Jakarta, 22 Januari 2024 - Komisi III DPR RI resmi memulai pembahasan Rancangan Undang-Undang Kitab Hukum Acara Pidana (RUU KUHAP) pada Masa Persidangan II Tahun Sidang 2024-2025. Hal ini diungkapkan langsung oleh Ketua Komisi III DPR RI, Habiburokhman, dalam keterangan resmi yang diterima Rabu lalu.
Langkah ini diambil karena dianggap penting untuk menyesuaikan KUHAP dengan semangat hukum yang terkandung dalam Kitab Undang-Undang Hukum Pidana (KUHP) yang baru. Habiburokhman menjelaskan target penyelesaian draf dan naskah akademik RUU KUHAP pada masa sidang ini, dengan pembahasan lebih lanjut sebagai RUU inisiatif DPR pada masa sidang berikutnya.
Habiburokhman menargetkan KUHAP baru dapat diterapkan bersamaan dengan KUHP baru, yaitu 1 Januari 2026. Menurutnya, keselarasan antara KUHAP dan KUHP sangat penting. Hal ini dikarenakan KUHAP sebagai hukum formal yang mengoperasikan KUHP sebagai hukum materiil. Dengan kata lain, KUHAP menjadi instrumen penting dalam pelaksanaan KUHP.
KUHP baru, yang mengedepankan asas restoratif dan keadilan substantif, memerlukan KUHAP yang sejalan dengan semangat reformasinya. Oleh karena itu, nilai-nilai perbaikan dan keadilan yang sama harus juga tertuang dalam KUHAP baru ini. Ini menjadi poin penting dalam proses penyusunan RUU tersebut.
Dalam proses penyusunan RUU KUHAP, Komisi III DPR berkomitmen untuk mengakomodasi masukan dari berbagai pihak. Habiburokhman menegaskan, partisipasi masyarakat dalam penyusunan RUU ini sangat penting. Banyak masukan yang telah diterima, terutama mengenai perbaikan sistem penahanan dan penegakan hak-hak tersangka.
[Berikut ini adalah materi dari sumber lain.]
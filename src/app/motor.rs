//! DC motor speed/direction controller (TB6612FNG H-bridge).
//!
//! Signed speed in `[-max_speed, max_speed]`; the sign selects the
//! direction-pin pattern and the magnitude becomes the PWM duty.
//!
//! | speed | IN1 | IN2 | direction |
//! |-------|-----|-----|-----------|
//! | > 0   | H   | L   | forward   |
//! | < 0   | L   | H   | reverse   |
//! | 0     | L   | L   | stopped   |
//!
//! ## disable() keeps the bridge latched
//!
//! [`disable`](MotorController::disable) only drops STBY and zeroes the
//! stored speed.  Duty and direction pins keep whatever the last
//! `set_speed` wrote, so [`speed`](MotorController::speed) reads 0 while the
//! peripheral still holds the old command.  `enable()` raises STBY and
//! nothing else.

use embedded_hal::digital::{OutputPin, PinState};
use log::{debug, error, info, warn};
use serde::Serialize;

use crate::config::{MAX_MOTOR_SPEED, MotorConfig};
use crate::error::ActuatorError;

use super::Applied;
use super::lifecycle::Lifecycle;
use super::ports::PwmPort;

#[derive(Debug, Clone, Copy, PartialEq, Eq, Serialize)]
#[serde(rename_all = "lowercase")]
pub enum Direction {
    Forward,
    Reverse,
    Stopped,
}

impl Direction {
    pub fn from_speed(speed: i16) -> Self {
        match speed.signum() {
            1 => Self::Forward,
            -1 => Self::Reverse,
            _ => Self::Stopped,
        }
    }

    /// (IN1, IN2) levels for this direction.
    pub fn pin_states(self) -> (PinState, PinState) {
        match self {
            Self::Forward => (PinState::High, PinState::Low),
            Self::Reverse => (PinState::Low, PinState::High),
            Self::Stopped => (PinState::Low, PinState::Low),
        }
    }
}

/// Power state of the H-bridge driver chip (STBY line).
#[derive(Debug, Clone, Copy, PartialEq, Eq)]
pub enum DriverState {
    Enabled,
    Standby,
}

pub struct MotorController<P, A, B, S>
where
    P: PwmPort,
    A: OutputPin,
    B: OutputPin,
    S: OutputPin,
{
    pwm: P,
    in1: A,
    in2: B,
    standby: S,
    config: MotorConfig,
    lifecycle: Lifecycle,
    driver: DriverState,
    /// Pattern last latched on IN1/IN2.
    bridge: Direction,
    speed: i16,
}

impl<P, A, B, S> MotorController<P, A, B, S>
where
    P: PwmPort,
    A: OutputPin,
    B: OutputPin,
    S: OutputPin,
{
    /// Take ownership of the PWM channel and the three bridge lines.  No
    /// hardware is touched until [`begin`](Self::begin).
    ///
    /// `max_speed` is capped at [`MAX_MOTOR_SPEED`].
    pub fn new(pwm: P, in1: A, in2: B, standby: S, mut config: MotorConfig) -> Self {
        if config.max_speed > MAX_MOTOR_SPEED {
            warn!(
                "Motor max_speed {} above {}, capping",
                config.max_speed, MAX_MOTOR_SPEED
            );
            config.max_speed = MAX_MOTOR_SPEED;
        }
        Self {
            pwm,
            in1,
            in2,
            standby,
            config,
            lifecycle: Lifecycle::Uninitialized,
            driver: DriverState::Standby,
            bridge: Direction::Stopped,
            speed: 0,
        }
    }

    /// Direction lines low, driver out of standby, PWM configured at duty 0.
    pub fn begin(&mut self) -> Result<(), ActuatorError> {
        self.lifecycle = Lifecycle::Uninitialized;
        self.speed = 0;

        self.write_direction(Direction::Stopped)?;
        self.write_standby(PinState::High)?;
        self.driver = DriverState::Enabled;

        let pwm = self.config.pwm;
        if let Err(e) = self.pwm.configure(pwm.frequency_hz, pwm.resolution_bits) {
            error!(
                "Motor: PWM config failed on GPIO {} ch{} ({:?}), driver back to standby",
                pwm.pin, pwm.channel, e
            );
            // Best effort; the config failure is what gets reported.
            let _ = self.write_standby(PinState::Low);
            self.driver = DriverState::Standby;
            return Err(ActuatorError::PwmConfigFailed);
        }
        self.write_duty(0)?;

        self.lifecycle = Lifecycle::Ready;
        info!(
            "Motor initialized (PWM GPIO {}, STBY {}, IN1 {}, IN2 {})",
            pwm.pin, self.config.standby_pin, self.config.in1_pin, self.config.in2_pin
        );
        Ok(())
    }

    /// Command a signed speed.  Inputs outside `[-max_speed, max_speed]`
    /// are clamped (and reported).  Direction pins are written before the
    /// duty.
    pub fn set_speed(&mut self, speed: i32) -> Result<Applied<i16>, ActuatorError> {
        self.lifecycle.ensure_ready("Motor", "set_speed")?;

        let max = i32::from(self.config.max_speed);
        let clamped = speed.clamp(-max, max) as i16;
        if i32::from(clamped) != speed {
            warn!(
                "Motor speed {} out of range ({}..{}), constraining to {}",
                speed, -max, max, clamped
            );
        }

        let direction = Direction::from_speed(clamped);
        let duty = self.config.speed_to_duty(clamped);
        self.drive(direction, duty)?;

        self.speed = clamped;
        debug!("Motor: speed {} -> {:?}, duty {}", clamped, direction, duty);
        Ok(Applied::new(clamped, speed))
    }

    /// Force both direction lines low and duty 0, whatever the previous
    /// command was.
    pub fn stop(&mut self) -> Result<(), ActuatorError> {
        self.lifecycle.ensure_ready("Motor", "stop")?;
        self.drive(Direction::Stopped, 0)?;
        self.speed = 0;
        info!("Motor stopped");
        Ok(())
    }

    /// Raise STBY.  Does not re-issue the latched duty/direction.
    pub fn enable(&mut self) -> Result<(), ActuatorError> {
        self.lifecycle.ensure_ready("Motor", "enable")?;
        self.write_standby(PinState::High)?;
        self.driver = DriverState::Enabled;
        info!("Motor driver enabled");
        Ok(())
    }

    /// Drop STBY and zero the stored speed.  Duty and direction stay latched.
    pub fn disable(&mut self) -> Result<(), ActuatorError> {
        self.lifecycle.ensure_ready("Motor", "disable")?;
        self.write_standby(PinState::Low)?;
        self.driver = DriverState::Standby;
        self.speed = 0;
        info!("Motor driver disabled (standby)");
        Ok(())
    }

    /// Last commanded signed speed.  No current or back-EMF sensing.
    pub fn speed(&self) -> i16 {
        self.speed
    }

    /// Direction implied by the stored speed.
    pub fn direction(&self) -> Direction {
        Direction::from_speed(self.speed)
    }

    pub fn driver_state(&self) -> DriverState {
        self.driver
    }

    pub fn is_enabled(&self) -> bool {
        self.driver == DriverState::Enabled
    }

    pub fn is_ready(&self) -> bool {
        self.lifecycle.is_ready()
    }

    pub fn lifecycle(&self) -> Lifecycle {
        self.lifecycle
    }

    pub fn config(&self) -> &MotorConfig {
        &self.config
    }

    // ── Internal ──────────────────────────────────────────────

    /// Direction then duty.  If the duty write fails the previous
    /// direction pattern is restored, so a rejected command leaves the
    /// bridge as it was.
    fn drive(&mut self, direction: Direction, duty: u32) -> Result<(), ActuatorError> {
        let previous = self.bridge;
        self.write_direction(direction)?;
        if let Err(e) = self.write_duty(duty) {
            // Best effort; the duty failure is what gets reported.
            let _ = self.write_direction(previous);
            return Err(e);
        }
        Ok(())
    }

    /// Stops at the first failed line.  A failed IN2 write puts IN1 back.
    fn write_direction(&mut self, direction: Direction) -> Result<(), ActuatorError> {
        let (in1, in2) = direction.pin_states();
        if let Err(e) = self.in1.set_state(in1) {
            error!("Motor: IN1 write failed ({:?}) for {:?}", e, direction);
            return Err(ActuatorError::GpioWriteFailed);
        }
        if let Err(e) = self.in2.set_state(in2) {
            error!("Motor: IN2 write failed ({:?}) for {:?}", e, direction);
            let _ = self.in1.set_state(self.bridge.pin_states().0);
            return Err(ActuatorError::GpioWriteFailed);
        }
        self.bridge = direction;
        Ok(())
    }

    fn write_standby(&mut self, level: PinState) -> Result<(), ActuatorError> {
        self.standby.set_state(level).map_err(|e| {
            error!("Motor: standby write failed ({:?})", e);
            ActuatorError::GpioWriteFailed
        })
    }

    fn write_duty(&mut self, duty: u32) -> Result<(), ActuatorError> {
        self.pwm.write_duty(duty).map_err(|e| {
            error!("Motor: duty write failed ({:?})", e);
            ActuatorError::PwmWriteFailed
        })
    }
}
Salah satu masukan utama yang disorot adalah perlunya perbaikan sistem penahanan agar tidak mudah dilakukan oleh penyidik. Usulan mengenai mekanisme praperadilan aktif, yang mewajibkan pemeriksaan hakim praperadilan sebelum penahanan, juga menjadi pertimbangan penting. Sistem ini bertujuan untuk memastikan penahanan hanya dilakukan jika benar-benar diperlukan.
Masukan lain yang juga dipertimbangkan adalah implementasi hak-hak tersangka, seperti hak untuk tidak disiksa, hak untuk mendapatkan pendampingan hukum, dan hak mendapatkan perawatan kesehatan. Hal ini menjadi bagian penting dalam menjamin keadilan dan perlindungan bagi tersangka. Komisi III DPR berkomitmen untuk memastikan semua masukan ini dipertimbangkan dengan cermat dalam penyusunan RUU KUHAP.